=== PROBLEM DETAILS ===
In the entries that follow, how many lines contain "Debug"? Please reply with only the number.

─── DATASET EXTRACT

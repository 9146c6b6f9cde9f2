// Copyright (C) 2025 MINT CRM contributors
// SPDX-License-Identifier: AGPL-3.0-or-later
//! Contacts.
//!
//! A contact flagged as a customer promotes its company to customer status in
//! the same transaction as the contact write.

use sqlx::{PgPool, Postgres, Transaction};

use super::{PageRequest, order_by, search_pattern};
use crate::models::{Contact, ContactFilter, ContactInput};

const CONTACT_ORDERING: &[(&str, &str)] = &[
    ("first_name", "ct.first_name"),
    ("last_name", "ct.last_name"),
    ("email", "ct.email"),
    ("created_at", "ct.created_at"),
];

const CONTACT_FILTER_SQL: &str = r#"
    ($1::BIGINT IS NULL OR ct.company_id = $1)
    AND ($2::BOOLEAN IS NULL OR ct.is_active = $2)
    AND ($3::BOOLEAN IS NULL OR ct.is_customer = $3)
    AND ($4::BOOLEAN IS NULL OR ct.is_prospect = $4)
    AND ($5::TEXT IS NULL OR (
        ct.first_name ILIKE $5 OR ct.last_name ILIKE $5 OR ct.email ILIKE $5
        OR ct.phone ILIKE $5 OR ct.mobile ILIKE $5 OR co.name ILIKE $5
    ))
"#;

async fn promote_company(
    tx: &mut Transaction<'_, Postgres>,
    contact: &Contact,
) -> Result<(), sqlx::Error> {
    if let (true, Some(company_id)) = (contact.is_customer, contact.company_id) {
        sqlx::query(
            r#"
            UPDATE companies
            SET is_customer = TRUE, is_prospect = FALSE, updated_at = NOW()
            WHERE id = $1 AND (NOT is_customer OR is_prospect)
            "#,
        )
        .bind(company_id)
        .execute(&mut **tx)
        .await?;
    }
    Ok(())
}

pub async fn create_contact(pool: &PgPool, input: &ContactInput) -> Result<Contact, sqlx::Error> {
    let mut tx = pool.begin().await?;

    let contact = sqlx::query_as::<_, Contact>(
        r#"
        INSERT INTO contacts (
            title, first_name, last_name, email, phone, mobile, company_id,
            job_title, department, address, city, state, country, postal_code,
            notes, birthday, linkedin_url, twitter_handle, is_active, is_customer,
            is_prospect, email_opt_out, phone_opt_out, user_id
        ) VALUES (
            COALESCE($1, ''), $2, $3, $4, COALESCE($5, ''), COALESCE($6, ''), $7,
            COALESCE($8, ''), COALESCE($9, ''), COALESCE($10, ''), COALESCE($11, ''),
            COALESCE($12, ''), COALESCE($13, ''), COALESCE($14, ''), COALESCE($15, ''),
            $16, COALESCE($17, ''), COALESCE($18, ''), COALESCE($19, TRUE),
            COALESCE($20, FALSE), COALESCE($21, TRUE), COALESCE($22, FALSE),
            COALESCE($23, FALSE), $24
        )
        RETURNING *
        "#,
    )
    .bind(&input.title)
    .bind(input.first_name.as_deref().unwrap_or_default())
    .bind(input.last_name.as_deref().unwrap_or_default())
    .bind(input.email.as_deref().unwrap_or_default().trim().to_lowercase())
    .bind(&input.phone)
    .bind(&input.mobile)
    .bind(input.company_id.flatten())
    .bind(&input.job_title)
    .bind(&input.department)
    .bind(&input.address)
    .bind(&input.city)
    .bind(&input.state)
    .bind(&input.country)
    .bind(&input.postal_code)
    .bind(&input.notes)
    .bind(input.birthday.flatten())
    .bind(&input.linkedin_url)
    .bind(&input.twitter_handle)
    .bind(input.is_active)
    .bind(input.is_customer)
    .bind(input.is_prospect)
    .bind(input.email_opt_out)
    .bind(input.phone_opt_out)
    .bind(input.user_id.flatten())
    .fetch_one(&mut *tx)
    .await?;

    promote_company(&mut tx, &contact).await?;
    tx.commit().await?;

    Ok(contact)
}

pub async fn get_contact(pool: &PgPool, id: i64) -> Result<Option<Contact>, sqlx::Error> {
    sqlx::query_as::<_, Contact>("SELECT * FROM contacts WHERE id = $1")
        .bind(id)
        .fetch_optional(pool)
        .await
}

pub async fn get_contact_by_email(
    pool: &PgPool,
    email: &str,
) -> Result<Option<Contact>, sqlx::Error> {
    sqlx::query_as::<_, Contact>("SELECT * FROM contacts WHERE email = $1")
        .bind(email.trim().to_lowercase())
        .fetch_optional(pool)
        .await
}

/// The contact record linked to a portal user, if any.
pub async fn get_contact_for_user(
    pool: &PgPool,
    user_id: i64,
) -> Result<Option<Contact>, sqlx::Error> {
    sqlx::query_as::<_, Contact>("SELECT * FROM contacts WHERE user_id = $1")
        .bind(user_id)
        .fetch_optional(pool)
        .await
}

/// Look up a contact by email, creating a minimal one when absent.
///
/// Returns the contact and whether it was created.
pub async fn get_or_create_by_email(
    pool: &PgPool,
    email: &str,
    first_name: &str,
    last_name: &str,
) -> Result<(Contact, bool), sqlx::Error> {
    let inserted = sqlx::query_as::<_, Contact>(
        r#"
        INSERT INTO contacts (first_name, last_name, email)
        VALUES ($1, $2, $3)
        ON CONFLICT (email) DO NOTHING
        RETURNING *
        "#,
    )
    .bind(first_name)
    .bind(last_name)
    .bind(email.trim().to_lowercase())
    .fetch_optional(pool)
    .await?;

    match inserted {
        Some(contact) => Ok((contact, true)),
        None => {
            let existing = get_contact_by_email(pool, email)
                .await?
                .ok_or(sqlx::Error::RowNotFound)?;
            Ok((existing, false))
        }
    }
}

pub async fn update_contact(
    pool: &PgPool,
    id: i64,
    input: &ContactInput,
) -> Result<Option<Contact>, sqlx::Error> {
    let mut tx = pool.begin().await?;

    let contact = sqlx::query_as::<_, Contact>(
        r#"
        UPDATE contacts SET
            title = COALESCE($2, title),
            first_name = COALESCE($3, first_name),
            last_name = COALESCE($4, last_name),
            email = COALESCE($5, email),
            phone = COALESCE($6, phone),
            mobile = COALESCE($7, mobile),
            company_id = CASE WHEN $26 THEN $8 ELSE company_id END,
            job_title = COALESCE($9, job_title),
            department = COALESCE($10, department),
            address = COALESCE($11, address),
            city = COALESCE($12, city),
            state = COALESCE($13, state),
            country = COALESCE($14, country),
            postal_code = COALESCE($15, postal_code),
            notes = COALESCE($16, notes),
            birthday = CASE WHEN $27 THEN $17 ELSE birthday END,
            linkedin_url = COALESCE($18, linkedin_url),
            twitter_handle = COALESCE($19, twitter_handle),
            is_active = COALESCE($20, is_active),
            is_customer = COALESCE($21, is_customer),
            is_prospect = COALESCE($22, is_prospect),
            email_opt_out = COALESCE($23, email_opt_out),
            phone_opt_out = COALESCE($24, phone_opt_out),
            user_id = CASE WHEN $28 THEN $25 ELSE user_id END,
            updated_at = NOW()
        WHERE id = $1
        RETURNING *
        "#,
    )
    .bind(id)
    .bind(&input.title)
    .bind(&input.first_name)
    .bind(&input.last_name)
    .bind(input.email.as_ref().map(|e| e.trim().to_lowercase()))
    .bind(&input.phone)
    .bind(&input.mobile)
    .bind(input.company_id.flatten())
    .bind(&input.job_title)
    .bind(&input.department)
    .bind(&input.address)
    .bind(&input.city)
    .bind(&input.state)
    .bind(&input.country)
    .bind(&input.postal_code)
    .bind(&input.notes)
    .bind(input.birthday.flatten())
    .bind(&input.linkedin_url)
    .bind(&input.twitter_handle)
    .bind(input.is_active)
    .bind(input.is_customer)
    .bind(input.is_prospect)
    .bind(input.email_opt_out)
    .bind(input.phone_opt_out)
    .bind(input.user_id.flatten())
    .bind(input.company_id.is_some())
    .bind(input.birthday.is_some())
    .bind(input.user_id.is_some())
    .fetch_optional(&mut *tx)
    .await?;

    if let Some(contact) = &contact {
        promote_company(&mut tx, contact).await?;
    }
    tx.commit().await?;

    Ok(contact)
}

/// Flag a prospect as a customer.
pub async fn convert_to_customer(pool: &PgPool, id: i64) -> Result<Option<Contact>, sqlx::Error> {
    update_contact(
        pool,
        id,
        &ContactInput {
            is_customer: Some(true),
            is_prospect: Some(false),
            ..Default::default()
        },
    )
    .await
}

pub async fn delete_contact(pool: &PgPool, id: i64) -> Result<bool, sqlx::Error> {
    let result = sqlx::query("DELETE FROM contacts WHERE id = $1")
        .bind(id)
        .execute(pool)
        .await?;
    Ok(result.rows_affected() > 0)
}

pub async fn list_contacts(
    pool: &PgPool,
    filter: &ContactFilter,
    page: PageRequest,
) -> Result<Vec<Contact>, sqlx::Error> {
    let order = order_by(
        filter.ordering.as_deref(),
        CONTACT_ORDERING,
        "ct.last_name ASC, ct.first_name ASC",
    );
    let query = format!(
        r#"
        SELECT ct.* FROM contacts ct
        LEFT JOIN companies co ON co.id = ct.company_id
        WHERE {CONTACT_FILTER_SQL}
        ORDER BY {order}, ct.id ASC
        LIMIT $6 OFFSET $7
        "#
    );
    sqlx::query_as::<_, Contact>(&query)
        .bind(filter.company)
        .bind(filter.is_active)
        .bind(filter.is_customer)
        .bind(filter.is_prospect)
        .bind(search_pattern(filter.search.as_deref()))
        .bind(page.limit)
        .bind(page.offset)
        .fetch_all(pool)
        .await
}

pub async fn count_contacts(pool: &PgPool, filter: &ContactFilter) -> Result<i64, sqlx::Error> {
    let query = format!(
        r#"
        SELECT COUNT(*) FROM contacts ct
        LEFT JOIN companies co ON co.id = ct.company_id
        WHERE {CONTACT_FILTER_SQL}
        "#
    );
    let count: (i64,) = sqlx::query_as(&query)
        .bind(filter.company)
        .bind(filter.is_active)
        .bind(filter.is_customer)
        .bind(filter.is_prospect)
        .bind(search_pattern(filter.search.as_deref()))
        .fetch_one(pool)
        .await?;
    Ok(count.0)
}

/// Contacts per company, for the stats endpoint.
#[derive(Debug, Clone, serde::Serialize, sqlx::FromRow)]
pub struct CompanyContactCount {
    pub company: String,
    pub count: i64,
}

#[derive(Debug, Clone, serde::Serialize)]
pub struct ContactStats {
    pub total_contacts: i64,
    pub customers: i64,
    pub prospects: i64,
    pub by_company: Vec<CompanyContactCount>,
}

pub async fn contact_stats(pool: &PgPool) -> Result<ContactStats, sqlx::Error> {
    let totals: (i64, i64, i64) = sqlx::query_as(
        r#"
        SELECT COUNT(*),
               COUNT(*) FILTER (WHERE is_customer),
               COUNT(*) FILTER (WHERE is_prospect)
        FROM contacts
        "#,
    )
    .fetch_one(pool)
    .await?;

    let by_company = sqlx::query_as::<_, CompanyContactCount>(
        r#"
        SELECT co.name AS company, COUNT(*) AS count
        FROM contacts ct
        JOIN companies co ON co.id = ct.company_id
        GROUP BY co.id, co.name
        ORDER BY count DESC, company
        "#,
    )
    .fetch_all(pool)
    .await?;

    Ok(ContactStats {
        total_contacts: totals.0,
        customers: totals.1,
        prospects: totals.2,
        by_company,
    })
}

──────

=== COMPLETED EXERCISE ===
2